The response should consist of the records that follow, printed exactly.
───── Supplied material
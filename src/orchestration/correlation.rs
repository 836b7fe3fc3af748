use dashmap::DashMap;
use std::sync::atomic::{AtomicBool, Ordering};
use std::sync::Arc;
use std::time::Duration;
use tokio::sync::oneshot;
use tokio::task::JoinHandle;
use tracing::{debug, error, info, warn};

use crate::broker::Broker;
use crate::core::errors::BrokerError;
use crate::core::types::{ResultEnvelope, Stage, TaskId};
use crate::utils::Metrics;

const CONSUME_BACKOFF_BASE: Duration = Duration::from_millis(500);
const CONSUME_BACKOFF_MAX: Duration = Duration::from_secs(5);

/// Per-stage map from task id to the waiting request's reply channel
pub struct CorrelationRegistry {
    stage: Stage,
    waiters: DashMap<TaskId, oneshot::Sender<Vec<u8>>>,
    // Cleared while the result queue cannot be consumed
    consuming: AtomicBool,
}

impl CorrelationRegistry {
    pub fn new(stage: Stage) -> Self {
        Self {
            stage,
            waiters: DashMap::new(),
            consuming: AtomicBool::new(true),
        }
    }

    /// False while results for this stage cannot be received
    pub fn is_consuming(&self) -> bool {
        self.consuming.load(Ordering::Relaxed)
    }

    pub fn stage(&self) -> Stage {
        self.stage
    }

    /// Register a waiter. A second registration for the same id replaces the first.
    pub fn register(&self, task_id: TaskId) -> oneshot::Receiver<Vec<u8>> {
        let (tx, rx) = oneshot::channel();
        self.waiters.insert(task_id, tx);
        rx
    }

    pub fn remove(&self, task_id: &TaskId) -> bool {
        self.waiters.remove(task_id).is_some()
    }

    /// Hand a raw result to its waiter.
    ///
    /// Returns false when nobody is waiting any more, making the result an
    /// orphan.
    pub fn deliver(&self, task_id: &TaskId, body: Vec<u8>) -> bool {
        match self.waiters.remove(task_id) {
            Some((_, tx)) => tx.send(body).is_ok(),
            None => false,
        }
    }

    pub fn len(&self) -> usize {
        self.waiters.len()
    }

    pub fn is_empty(&self) -> bool {
        self.waiters.is_empty()
    }
}

/// Consumer of one stage's result queue.
///
/// Every result is acked once it has been handed off or found orphaned, so
/// one slow request never blocks the results of others. Consume errors are
/// retried with exponential backoff until the broker closes.
pub struct ResultDemux;

impl ResultDemux {
    pub fn spawn(
        broker: Arc<dyn Broker>,
        registry: Arc<CorrelationRegistry>,
        queue: String,
        metrics: Metrics,
    ) -> JoinHandle<()> {
        tokio::spawn(async move {
            let stage = registry.stage();
            info!("✓ {} result demultiplexer consuming {}", stage, queue);
            let mut backoff = CONSUME_BACKOFF_BASE;

            loop {
                let delivery = match broker.consume(&queue).await {
                    Ok(delivery) => delivery,
                    Err(BrokerError::Closed) => {
                        debug!("{} demultiplexer stopping: broker closed", stage);
                        return;
                    }
                    Err(e) => {
                        registry.consuming.store(false, Ordering::Relaxed);
                        error!(
                            "{} demultiplexer cannot consume {}: {}, retrying in {:?}",
                            stage, queue, e, backoff
                        );
                        tokio::time::sleep(backoff).await;
                        backoff = backoff.saturating_mul(2).min(CONSUME_BACKOFF_MAX);
                        continue;
                    }
                };
                if !registry.consuming.swap(true, Ordering::Relaxed) {
                    info!("{} demultiplexer consuming {} again", stage, queue);
                }
                backoff = CONSUME_BACKOFF_BASE;

                match serde_json::from_slice::<ResultEnvelope>(&delivery.body) {
                    Ok(envelope) => {
                        let task_id = envelope.task_id;
                        if !registry.deliver(&task_id, delivery.body.clone()) {
                            metrics.record_orphaned_result(stage);
                            debug!(task_id = %task_id, "Dropping orphaned {} result", stage);
                        }
                    }
                    Err(e) => {
                        metrics.record_orphaned_result(stage);
                        warn!("Dropping {} result without a task id: {}", stage, e);
                    }
                }

                if let Err(e) = broker.ack(&delivery).await {
                    error!("{} demultiplexer failed to ack result: {}", stage, e);
                }
            }
        })
    }
}

#[cfg(test)]
mod tests {
    use super::*;
    use crate::broker::{declare_topology, InMemoryBroker, StageTopology};
    use std::time::Duration;

    #[test]
    fn test_deliver_reaches_only_its_waiter() {
        let registry = CorrelationRegistry::new(Stage::Detection);
        let mut a = registry.register(TaskId::from("a"));
        let mut b = registry.register(TaskId::from("b"));

        assert!(registry.deliver(&TaskId::from("b"), b"for b".to_vec()));
        assert_eq!(b.try_recv().unwrap(), b"for b".to_vec());
        assert!(a.try_recv().is_err());
        assert_eq!(registry.len(), 1);

        // Second delivery for the same id has nobody waiting
        assert!(!registry.deliver(&TaskId::from("b"), b"again".to_vec()));
    }

    #[test]
    fn test_dropped_receiver_makes_result_orphan() {
        let registry = CorrelationRegistry::new(Stage::Translation);
        let rx = registry.register(TaskId::from("gone"));
        drop(rx);
        assert!(!registry.deliver(&TaskId::from("gone"), Vec::new()));
        assert!(registry.is_empty());
    }

    #[tokio::test]
    async fn test_demux_routes_and_acks() {
        let broker = Arc::new(InMemoryBroker::new());
        let topology = StageTopology::for_stage(Stage::Detection, Duration::from_secs(300));
        declare_topology(broker.as_ref(), &topology).await.unwrap();

        let registry = Arc::new(CorrelationRegistry::new(Stage::Detection));
        let metrics = Metrics::new();
        let rx = registry.register(TaskId::from("wanted"));
        let handle = ResultDemux::spawn(
            broker.clone(),
            registry.clone(),
            topology.results.clone(),
            metrics.clone(),
        );

        broker
            .publish(&topology.results, br#"{"task_id": "stray", "result": null}"#.to_vec())
            .await
            .unwrap();
        broker
            .publish(&topology.results, br#"{"task_id": "wanted", "result": null}"#.to_vec())
            .await
            .unwrap();

        let body = rx.await.unwrap();
        assert!(String::from_utf8(body).unwrap().contains("wanted"));

        let snapshot = metrics.snapshot();
        assert_eq!(snapshot.stage(Stage::Detection).unwrap().orphaned_results, 1);
        assert_eq!(broker.depth(&topology.results).await.unwrap(), 0);

        handle.abort();
    }

    #[tokio::test(start_paused = true)]
    async fn test_demux_retries_until_queue_exists() {
        let broker = Arc::new(InMemoryBroker::new());
        let topology = StageTopology::for_stage(Stage::Translation, Duration::from_secs(300));

        let registry = Arc::new(CorrelationRegistry::new(Stage::Translation));
        let rx = registry.register(TaskId::from("t-1"));
        let handle = ResultDemux::spawn(
            broker.clone(),
            registry.clone(),
            topology.results.clone(),
            Metrics::new(),
        );

        // Result queue not declared yet
        tokio::time::sleep(Duration::from_secs(2)).await;
        assert!(!registry.is_consuming());
        assert!(!handle.is_finished());

        declare_topology(broker.as_ref(), &topology).await.unwrap();
        broker
            .publish(&topology.results, br#"{"task_id": "t-1", "result": ["hi"]}"#.to_vec())
            .await
            .unwrap();

        let body = tokio::time::timeout(Duration::from_secs(10), rx)
            .await
            .unwrap()
            .unwrap();
        assert!(String::from_utf8(body).unwrap().contains("t-1"));
        assert!(registry.is_consuming());

        broker.close();
        handle.await.unwrap();
    }
}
──────────
> _Result of the exercise_
filename src/orchestration/correlation.rs
repository 836b7fe3fc3af748
use dashmap::DashMap;
use std::sync::atomic::{AtomicBool, Ordering};
use std::sync::Arc;
use std::time::Duration;
use tokio::sync::oneshot;
use tokio::task::JoinHandle;
use tracing::{debug, error, info, warn};

use crate::broker::Broker;
use crate::core::errors::BrokerError;
use crate::core::types::{ResultEnvelope, Stage, TaskId};
use crate::utils::Metrics;

const CONSUME_BACKOFF_BASE: Duration = Duration::from_millis(500);
const CONSUME_BACKOFF_MAX: Duration = Duration::from_secs(5);

/// Per-stage map from task id to the waiting request's reply channel
pub struct CorrelationRegistry {
    stage: Stage,
    waiters: DashMap<TaskId, oneshot::Sender<Vec<u8>>>,
    // Cleared while the result queue cannot be consumed
    consuming: AtomicBool,
}

impl CorrelationRegistry {
    pub fn new(stage: Stage) -> Self {
        Self {
            stage,
            waiters: DashMap::new(),
            consuming: AtomicBool::new(true),
        }
    }

    /// False while results for this stage cannot be received
    pub fn is_consuming(&self) -> bool {
        self.consuming.load(Ordering::Relaxed)
    }

    pub fn stage(&self) -> Stage {
        self.stage
    }

    /// Register a waiter. A second registration for the same id replaces the first.
    pub fn register(&self, task_id: TaskId) -> oneshot::Receiver<Vec<u8>> {
        let (tx, rx) = oneshot::channel();
        self.waiters.insert(task_id, tx);
        rx
    }

    pub fn remove(&self, task_id: &TaskId) -> bool {
        self.waiters.remove(task_id).is_some()
    }

    /// Hand a raw result to its waiter.
    ///
    /// Returns false when nobody is waiting any more, making the result an
    /// orphan.
    pub fn deliver(&self, task_id: &TaskId, body: Vec<u8>) -> bool {
        match self.waiters.remove(task_id) {
            Some((_, tx)) => tx.send(body).is_ok(),
            None => false,
        }
    }

    pub fn len(&self) -> usize {
        self.waiters.len()
    }

    pub fn is_empty(&self) -> bool {
        self.waiters.is_empty()
    }
}

/// Consumer of one stage's result queue.
///
/// Every result is acked once it has been handed off or found orphaned, so
/// one slow request never blocks the results of others. Consume errors are
/// retried with exponential backoff until the broker closes.
pub struct ResultDemux;

impl ResultDemux {
    pub fn spawn(
        broker: Arc<dyn Broker>,
        registry: Arc<CorrelationRegistry>,
        queue: String,
        metrics: Metrics,
    ) -> JoinHandle<()> {
        tokio::spawn(async move {
            let stage = registry.stage();
            info!("✓ {} result demultiplexer consuming {}", stage, queue);
            let mut backoff = CONSUME_BACKOFF_BASE;

            loop {
                let delivery = match broker.consume(&queue).await {
                    Ok(delivery) => delivery,
                    Err(BrokerError::Closed) => {
                        debug!("{} demultiplexer stopping: broker closed", stage);
                        return;
                    }
                    Err(e) => {
                        registry.consuming.store(false, Ordering::Relaxed);
                        error!(
                            "{} demultiplexer cannot consume {}: {}, retrying in {:?}",
                            stage, queue, e, backoff
                        );
                        tokio::time::sleep(backoff).await;
                        backoff = backoff.saturating_mul(2).min(CONSUME_BACKOFF_MAX);
                        continue;
                    }
                };
                if !registry.consuming.swap(true, Ordering::Relaxed) {
                    info!("{} demultiplexer consuming {} again", stage, queue);
                }
                backoff = CONSUME_BACKOFF_BASE;

                match serde_json::from_slice::<ResultEnvelope>(&delivery.body) {
                    Ok(envelope) => {
                        let task_id = envelope.task_id;
                        if !registry.deliver(&task_id, delivery.body.clone()) {
                            metrics.record_orphaned_result(stage);
                            debug!(task_id = %task_id, "Dropping orphaned {} result", stage);
                        }
                    }
                    Err(e) => {
                        metrics.record_orphaned_result(stage);
                        warn!("Dropping {} result without a task id: {}", stage, e);
                    }
                }

                if let Err(e) = broker.ack(&delivery).await {
                    error!("{} demultiplexer failed to ack result: {}", stage, e);
                }
            }
        })
    }
}

#[cfg(test)]
mod tests {
    use super::*;
    use crate::broker::{declare_topology, InMemoryBroker, StageTopology};
    use std::time::Duration;

    #[test]
    fn test_deliver_reaches_only_its_waiter() {
        let registry = CorrelationRegistry::new(Stage::Detection);
        let mut a = registry.register(TaskId::from("a"));
        let mut b = registry.register(TaskId::from("b"));

        assert!(registry.deliver(&TaskId::from("b"), b"for b".to_vec()));
        assert_eq!(b.try_recv().unwrap(), b"for b".to_vec());
        assert!(a.try_recv().is_err());
        assert_eq!(registry.len(), 1);

        // Second delivery for the same id has nobody waiting
        assert!(!registry.deliver(&TaskId::from("b"), b"again".to_vec()));
    }

    #[test]
    fn test_dropped_receiver_makes_result_orphan() {
        let registry = CorrelationRegistry::new(Stage::Translation);
        let rx = registry.register(TaskId::from("gone"));
        drop(rx);
        assert!(!registry.deliver(&TaskId::from("gone"), Vec::new()));
        assert!(registry.is_empty());
    }

    #[tokio::test]
    async fn test_demux_routes_and_acks() {
        let broker = Arc::new(InMemoryBroker::new());
        let topology = StageTopology::for_stage(Stage::Detection, Duration::from_secs(300));
        declare_topology(broker.as_ref(), &topology).await.unwrap();

        let registry = Arc::new(CorrelationRegistry::new(Stage::Detection));
        let metrics = Metrics::new();
        let rx = registry.register(TaskId::from("wanted"));
        let handle = ResultDemux::spawn(
            broker.clone(),
            registry.clone(),
            topology.results.clone(),
            metrics.clone(),
        );

        broker
            .publish(&topology.results, br#"{"task_id": "stray", "result": null}"#.to_vec())
            .await
            .unwrap();
        broker
            .publish(&topology.results, br#"{"task_id": "wanted", "result": null}"#.to_vec())
            .await
            .unwrap();

        let body = rx.await.unwrap();
        assert!(String::from_utf8(body).unwrap().contains("wanted"));

        let snapshot = metrics.snapshot();
        assert_eq!(snapshot.stage(Stage::Detection).unwrap().orphaned_results, 1);
        assert_eq!(broker.depth(&topology.results).await.unwrap(), 0);

        handle.abort();
    }

    #[tokio::test(start_paused = true)]
    async fn test_demux_retries_until_queue_exists() {
        let broker = Arc::new(InMemoryBroker::new());
        let topology = StageTopology::for_stage(Stage::Translation, Duration::from_secs(300));

        let registry = Arc::new(CorrelationRegistry::new(Stage::Translation));
        let rx = registry.register(TaskId::from("t-1"));
        let handle = ResultDemux::spawn(
            broker.clone(),
            registry.clone(),
            topology.results.clone(),
            Metrics::new(),
        );

        // Result queue not declared yet
        tokio::time::sleep(Duration::from_secs(2)).await;
        assert!(!registry.is_consuming());
        assert!(!handle.is_finished());

        declare_topology(broker.as_ref(), &topology).await.unwrap();
        broker
            .publish(&topology.results, br#"{"task_id": "t-1", "result": ["hi"]}"#.to_vec())
            .await
            .unwrap();

        let body = tokio::time::timeout(Duration::from_secs(10), rx)
            .await
            .unwrap()
            .unwrap();
        assert!(String::from_utf8(body).unwrap().contains("t-1"));
        assert!(registry.is_consuming());

        broker.close();
        handle.await.unwrap();
    }
}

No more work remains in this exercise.